Guillaume Rozier, le capitalisme, et l'État
Daniel Schneidermann - - Numérique & datas - Alternatives - Le matinaute - 131 commentaires
"Fantastique initiative d'un entrepreneur exemplaire",
tweete le président du Medef, Geoffroy Roux de Bézieux, à propos de Guillaume Rozier. Il y a un minuscule détail qui semble échapper au patron des patrons : à ce jour, le jeune créateur de CovidTracker, de VaccinTracker, et aujourd'hui de ViteMaDose (lire ici le récit de cette dernière création) n'a retiré de ces bienfaits publics aucun bénéfice pécuniaire. Sans doute un jour vivra-t-il de ses talents, ce qui sera parfaitement juste. Peut-être, oui, créera-t-il une entreprise, peut-être même s'inscrira-t-il au Medef, ce qui serait son droit, mais à la différence des Zuckerberg, Niel, Bezos, et autres "entrepreneurs exemplaires"
, le profit n'est tout simplement pas son moteur. Imaginez-vous cela ? Comme des millions de bénévoles en France, il rêve la nuit d'autre chose que de fortune. Particularité tellement étrange que l'on comprend qu'elle échappe au Medef, comme d'ailleurs à la starteupnécheune macroniste.

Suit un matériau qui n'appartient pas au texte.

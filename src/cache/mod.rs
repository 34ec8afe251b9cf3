//! Local persistence layer: the generic disk cache and the image mirror.
//!
//! This module is storefront-agnostic: it knows about keys, JSON files,
//! expiry, and image URLs, but nothing about products or carts.

mod images;
mod store;

pub use images::{
  CachedImage, FetchedImage, HttpImageFetcher, ImageCache, ImageFetcher, ImageStats,
};
pub use store::{CacheEntry, CacheStats, DiskCacheStore, DEFAULT_EXPIRY_MINUTES};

Car ce n'est pas seulement à la ritournelle patronale, et son éternel épouvantail de la "fuite des talents"
, que CovidTracker donne une grande claque. C'est aussi, excusez du peu, à L'État. Oui, l'État, le majestueux État français, de Philippe Le Bel, de Louis 14 (je blague), et de Napoléon. Croit-on que les Français ne le voient pas, qu'un gamin dans son garage a réussi où pataugent lamentablement les ministères, les directions, les sous-directions, les task forces à PowerPoint, et autres McKinsey aux poches bourrées de millions ? Croit-on que ça leur échappe ? Croit-on qu'ils ne le comparent pas avec le pathétique Blanquer, dont les serveurs se sont écroulés au premier jour de l'enseignement à distance, parce qu'il n'avait pas eu la simple idée d'anticiper la hausse de trafic (voir ici notre émission de l'été dernier sur le premier fiasco de l'enseignement à distance) ? Faut-il rire ou pleurer de la première réaction de Blanquer, reportant la responsabilité du crash des "environnements numériques de travail" (ENT) sur "des attaques apparemment venues de l'étranger"
, Poutine ou Kim Jong-Un, certainement. Qu'il fasse rire ou gémir, un État empêtré dans les privilèges de sa nomenklatura, incapable de remplir ses missions et d'extraire le pays d'une interminable crise : les révolutions ne commencent pas autrement. Oui, je pense à 89, et aussi, par exemple, à mai 58.
En attendant, l'État compte sur ses médias. Je vous parlais hier du BFM du gastronome Fogiel, marcheur tendance Brigitte. Mais à l'heure où j'écrivais, le fin, le subtil chroniqueur politique de la radio publique France Culture, ma bible du matin, entonnait à son tour l'air de "l'affaire est close". Mieux : pour Frédéric Says, elle n'a jamais commencé, et en rendre compte, comme ici, c'est faire le jeu des rumeurs et compagnie. Dans la journée, pourtant, Attal et Schiappa se sont embourbés, le premier prétendant n'avoir jamais été invité, quand la seconde assurait qu'il avait fermement refusé cette non-invitation. Dans la journée, la société des rédacteurs de M6, à l'origine du scoop, s'est dite certaine qu'au moins un ministre s'était sustenté clandestinement. "Pour l'heure"
, comme dit Frédéric Says, l'affaire est donc en cours, ce qui dispense, pour en parler, de toute autorisation préalable.